» THE PROBLEM: Repeat the data verbatim.

» TASK MATERIAL:

- Opening Delimiter -

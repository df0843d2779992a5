//! Completed artifact retrieval handler.

use crate::api::AppState;
use crate::error::Error;
use axum::{
    body::Body,
    extract::{Path, State},
    http::{StatusCode, header},
    response::{IntoResponse, Response},
};
use tokio_util::io::ReaderStream;

/// Reject names that could escape the storage directory.
///
/// Serving is strictly by flat filename; separators and parent-directory
/// segments are treated the same as a file that does not exist.
fn is_safe_filename(name: &str) -> bool {
    !name.is_empty()
        && !name.contains('/')
        && !name.contains('\\')
        && !name.contains('\0')
        && name != "."
        && name != ".."
}

/// GET /downloads/{filename} - Stream a completed artifact as an attachment
#[utoipa::path(
    get,
    path = "/downloads/{filename}",
    tag = "files",
    params(
        ("filename" = String, Path, description = "Artifact filename as produced by a download job")
    ),
    responses(
        (status = 200, description = "File contents (attachment)", content_type = "application/octet-stream"),
        (status = 404, description = "File not found")
    )
)]
pub async fn serve_file(
    State(state): State<AppState>,
    Path(filename): Path<String>,
) -> Response {
    if !is_safe_filename(&filename) {
        tracing::warn!(filename, "rejected unsafe filename");
        return Error::FileNotFound.into_response();
    }

    let path = state.config.download.download_dir.join(&filename);

    let file = match tokio::fs::File::open(&path).await {
        Ok(file) => file,
        Err(_) => return Error::FileNotFound.into_response(),
    };

    match file.metadata().await {
        Ok(metadata) if metadata.is_file() => {}
        _ => return Error::FileNotFound.into_response(),
    }

    let body = Body::from_stream(ReaderStream::new(file));
    let disposition = format!("attachment; filename=\"{}\"", filename.replace('"', ""));

    (
        StatusCode::OK,
        [
            (header::CONTENT_TYPE, "application/octet-stream".to_string()),
            (header::CONTENT_DISPOSITION, disposition),
        ],
        body,
    )
        .into_response()
}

- Closing Delimiter -

» ANSWER FOR THIS EXERCISE:
repository df0843d2779992a5
//! Completed artifact retrieval handler.

use crate::api::AppState;
use crate::error::Error;
use axum::{
    body::Body,
    extract::{Path, State},
    http::{StatusCode, header},
    response::{IntoResponse, Response},
};
use tokio_util::io::ReaderStream;

/// Reject names that could escape the storage directory.
///
/// Serving is strictly by flat filename; separators and parent-directory
/// segments are treated the same as a file that does not exist.
fn is_safe_filename(name: &str) -> bool {
    !name.is_empty()
        && !name.contains('/')
        && !name.contains('\\')
        && !name.contains('\0')
        && name != "."
        && name != ".."
}

/// GET /downloads/{filename} - Stream a completed artifact as an attachment
#[utoipa::path(
    get,
    path = "/downloads/{filename}",
    tag = "files",
    params(
        ("filename" = String, Path, description = "Artifact filename as produced by a download job")
    ),
    responses(
        (status = 200, description = "File contents (attachment)", content_type = "application/octet-stream"),
        (status = 404, description = "File not found")
    )
)]
pub async fn serve_file(
    State(state): State<AppState>,
    Path(filename): Path<String>,
) -> Response {
    if !is_safe_filename(&filename) {
        tracing::warn!(filename, "rejected unsafe filename");
        return Error::FileNotFound.into_response();
    }

    let path = state.config.download.download_dir.join(&filename);

    let file = match tokio::fs::File::open(&path).await {
        Ok(file) => file,
        Err(_) => return Error::FileNotFound.into_response(),
    };

    match file.metadata().await {
        Ok(metadata) if metadata.is_file() => {}
        _ => return Error::FileNotFound.into_response(),
    }

    let body = Body::from_stream(ReaderStream::new(file));
    let disposition = format!("attachment; filename=\"{}\"", filename.replace('"', ""));

    (
        StatusCode::OK,
        [
            (header::CONTENT_TYPE, "application/octet-stream".to_string()),
            (header::CONTENT_DISPOSITION, disposition),
        ],
        body,
    )
        .into_response()
}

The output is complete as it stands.